THE BUSINESS OF ENGINEERING
Entrepeneur or engineer?
THIS week I have had the enoyable, but nonetheless challenging, task of putting together an industry careers brochure.
Where do you start? Who should it be pitched at? How do you sum up an industry that ranges from the technological wizardry of today's tractors and combines and precision farming, and also spans sectors such as forestry, gardencare, sportsgrounds, amenity, water management, environment and off-road transport?
We not only need to attract young technicians, but also those with any interest in robotics, GPS technology, science-based solutions and computer-based imaging who need to be aware of the exciting and wide-ranging opportunities that a career in our industry offers.
Picking up an issue of the long-defunct trade journal, Farm Implement and Machinery Review from 1965, published almost 50 years ago, I was fascinated to read a report of the conference of the Institution of Agricultural Engineers that year, in which the lead paper was, yes . . Career Opportunites for Professional Agricultural Engineers given by the then President Mr J H W Wilder.
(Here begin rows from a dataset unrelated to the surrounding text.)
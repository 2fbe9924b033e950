use core::{cmp::Ordering, hint, time::Duration};
use std::time::Instant;

use parking_lot::Mutex;
#[cfg(feature = "tracing")]
use tracing::instrument;

use crate::{
    error::{Error, Result},
    id::{MAX_WORKER_ID, SEQUENCE_SPACE, SnowflakeId, encode},
    time::{SystemClock, TimeSource},
};

/// Mutable generation state, only ever touched under the generator's lock.
#[derive(Debug, Clone, Copy)]
struct State {
    last_timestamp: u64,
    sequence: u64,
}

impl State {
    fn next_sequence(&self) -> u64 {
        (self.sequence + 1) % SEQUENCE_SPACE
    }

    fn commit(&mut self, timestamp: u64, sequence: u64) {
        self.last_timestamp = timestamp;
        self.sequence = sequence;
    }
}

/// A lock-based Snowflake ID generator, safe to share across threads.
///
/// Each call increments the sequence modulo [`SEQUENCE_SPACE`] and stamps the
/// current tick. When the sequence wraps to zero inside the tick that already
/// produced IDs, the caller spins on the clock until the next millisecond
/// while still holding the lock. This caps throughput at 4095 IDs per
/// millisecond per generator and makes every other caller wait behind the
/// spinning one.
///
/// Successive IDs from one generator are strictly increasing as long as the
/// clock does not move backwards. Timestamps wider than 41 bits are packed
/// unchecked, as [`encode`] does.
///
/// ## Clock failure
/// [`next_id`](Self::next_id) never fails. A frozen clock makes it spin
/// forever, and a clock that steps backwards makes it emit IDs smaller than
/// ones already handed out. Deployments that cannot accept either should call
/// [`try_next_id`](Self::try_next_id) on a generator configured with
/// [`with_max_spin`](Self::with_max_spin).
///
/// # Example
/// ```
/// use snowgen::SnowflakeGenerator;
///
/// let generator = SnowflakeGenerator::new(1)?;
/// let a = generator.next_id();
/// let b = generator.next_id();
/// assert!(a < b);
/// assert_eq!(a.worker_id(), 1);
/// # Ok::<(), snowgen::Error>(())
/// ```
pub struct SnowflakeGenerator<T = SystemClock>
where
    T: TimeSource,
{
    state: Mutex<State>,
    worker_id: u64,
    max_spin: Option<Duration>,
    time: T,
}

impl SnowflakeGenerator<SystemClock> {
    /// Creates a generator stamping IDs with the wall clock relative to
    /// [`EPOCH`](crate::EPOCH).
    ///
    /// # Errors
    /// Returns [`Error::InvalidWorkerId`] unless `0 < worker_id <= 1023`.
    pub fn new(worker_id: impl Into<i64>) -> Result<Self> {
        Self::with_time(worker_id, SystemClock::default())
    }
}

impl<T> SnowflakeGenerator<T>
where
    T: TimeSource,
{
    /// Creates a generator reading timestamps from `time`.
    ///
    /// The sequence starts one below its wrap point so the first ID lands on
    /// sequence 0 at the current tick.
    ///
    /// # Errors
    /// Returns [`Error::InvalidWorkerId`] unless `0 < worker_id <= 1023`.
    pub fn with_time(worker_id: impl Into<i64>, time: T) -> Result<Self> {
        Self::from_components(0, worker_id, SEQUENCE_SPACE - 1, time)
    }

    /// Creates a generator preloaded with an explicit last timestamp and
    /// sequence.
    ///
    /// Mostly useful in tests, or to resume past a known high-water mark after
    /// a restart. `sequence` is reduced modulo [`SEQUENCE_SPACE`].
    ///
    /// # Errors
    /// Returns [`Error::InvalidWorkerId`] unless `0 < worker_id <= 1023`.
    pub fn from_components(
        timestamp: u64,
        worker_id: impl Into<i64>,
        sequence: u64,
        time: T,
    ) -> Result<Self> {
        let worker_id = validate_worker_id(worker_id.into())?;
        Ok(Self {
            state: Mutex::new(State {
                last_timestamp: timestamp,
                sequence: sequence % SEQUENCE_SPACE,
            }),
            worker_id,
            max_spin: None,
            time,
        })
    }

    /// Bounds how long [`try_next_id`](Self::try_next_id) may spin waiting for
    /// the next tick before giving up with [`Error::SpinTimeout`].
    ///
    /// Has no effect on [`next_id`](Self::next_id).
    #[must_use]
    pub fn with_max_spin(mut self, max_spin: Duration) -> Self {
        self.max_spin = Some(max_spin);
        self
    }

    pub fn worker_id(&self) -> u16 {
        self.worker_id as u16
    }

    pub fn max_spin(&self) -> Option<Duration> {
        self.max_spin
    }

    /// Generates the next ID, spinning on the clock if this tick's sequence
    /// space is exhausted.
    ///
    /// This never fails but does not return while the clock is frozen. See
    /// the type-level docs for the behavior on a backwards clock.
    #[cfg_attr(feature = "tracing", instrument(level = "trace", skip(self)))]
    pub fn next_id(&self) -> SnowflakeId {
        let mut state = self.state.lock();

        let sequence = state.next_sequence();
        let mut now = self.time.current_millis();
        while sequence == 0 && now == state.last_timestamp {
            hint::spin_loop();
            now = self.time.current_millis();
        }

        #[cfg(feature = "tracing")]
        {
            if now < state.last_timestamp {
                tracing::warn!(
                    last = state.last_timestamp,
                    now,
                    "clock moved backwards, emitting out-of-order id"
                );
            }
        }

        state.commit(now, sequence);
        SnowflakeId::from_raw(encode(now, self.worker_id, sequence))
    }

    /// Generates the next ID, refusing to emit one that could break ordering.
    ///
    /// State is only updated when an ID is returned, so a failed call can be
    /// retried once the clock recovers.
    ///
    /// # Errors
    /// - [`Error::ClockMovedBackwards`] if the clock reads earlier than the
    ///   last emitted timestamp, either on entry or while spinning.
    /// - [`Error::SpinTimeout`] if the sequence space is exhausted and the
    ///   clock does not tick within [`max_spin`](Self::max_spin). Without a
    ///   limit this spins like [`next_id`](Self::next_id).
    #[cfg_attr(feature = "tracing", instrument(level = "trace", skip(self)))]
    pub fn try_next_id(&self) -> Result<SnowflakeId> {
        let mut state = self.state.lock();

        let last = state.last_timestamp;
        let sequence = state.next_sequence();
        let mut now = self.time.current_millis();
        match now.cmp(&last) {
            Ordering::Less => return Err(Self::cold_clock_behind(last, now)),
            Ordering::Equal if sequence == 0 => now = self.wait_for_tick(last)?,
            _ => {}
        }

        state.commit(now, sequence);
        Ok(SnowflakeId::from_raw(encode(now, self.worker_id, sequence)))
    }

    fn wait_for_tick(&self, last: u64) -> Result<u64> {
        let started = Instant::now();
        loop {
            hint::spin_loop();
            let now = self.time.current_millis();
            match now.cmp(&last) {
                Ordering::Greater => return Ok(now),
                Ordering::Less => return Err(Self::cold_clock_behind(last, now)),
                Ordering::Equal => {}
            }

            if let Some(max_spin) = self.max_spin {
                let waited = started.elapsed();
                if waited >= max_spin {
                    #[cfg(feature = "tracing")]
                    tracing::warn!(?waited, last, "clock did not tick within spin budget");
                    return Err(Error::SpinTimeout { waited });
                }
            }
        }
    }

    #[cold]
    #[inline(never)]
    fn cold_clock_behind(last: u64, now: u64) -> Error {
        #[cfg(feature = "tracing")]
        tracing::warn!(last, now, "clock moved backwards, refusing to generate");
        Error::ClockMovedBackwards { last, now }
    }
}

impl<T> core::fmt::Debug for SnowflakeGenerator<T>
where
    T: TimeSource,
{
    fn fmt(&self, f: &mut core::fmt::Formatter<'_>) -> core::fmt::Result {
        let state = self.state.lock();
        f.debug_struct("SnowflakeGenerator")
            .field("worker_id", &self.worker_id)
            .field("last_timestamp", &state.last_timestamp)
            .field("sequence", &state.sequence)
            .field("max_spin", &self.max_spin)
            .finish_non_exhaustive()
    }
}

/// Checks that `worker_id` lies in `1..=1023`.
///
/// Zero is reserved. An address-derived id that masks down to zero is rejected
/// here rather than remapped.
pub fn validate_worker_id(worker_id: i64) -> Result<u64> {
    match u64::try_from(worker_id) {
        Ok(id @ 1..=MAX_WORKER_ID) => Ok(id),
        _ => Err(Error::InvalidWorkerId { worker_id }),
    }
}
In analysing the issues at the time, he said, “The most essential quality required to run a dealership is that the ‘boss’ should have business accumen”. He added “In the past, there has been a sharp-division between ‘bosses’ who were not technical, but who knew how to make money - and the professional engineers with technical knowledge who were not concerned with, what was considered to be, the “rather sordid question of making money”!
Of course, that was then, and this is now - but as ever it all does tend to come down to money.
WE now have M&S stores in petrol stations, Costa Coffee in bookshops, so why not KFC in garden machinery showrooms? I see that a dealership in Nottinghamshire is considering moving out to make way for a KFC franchise.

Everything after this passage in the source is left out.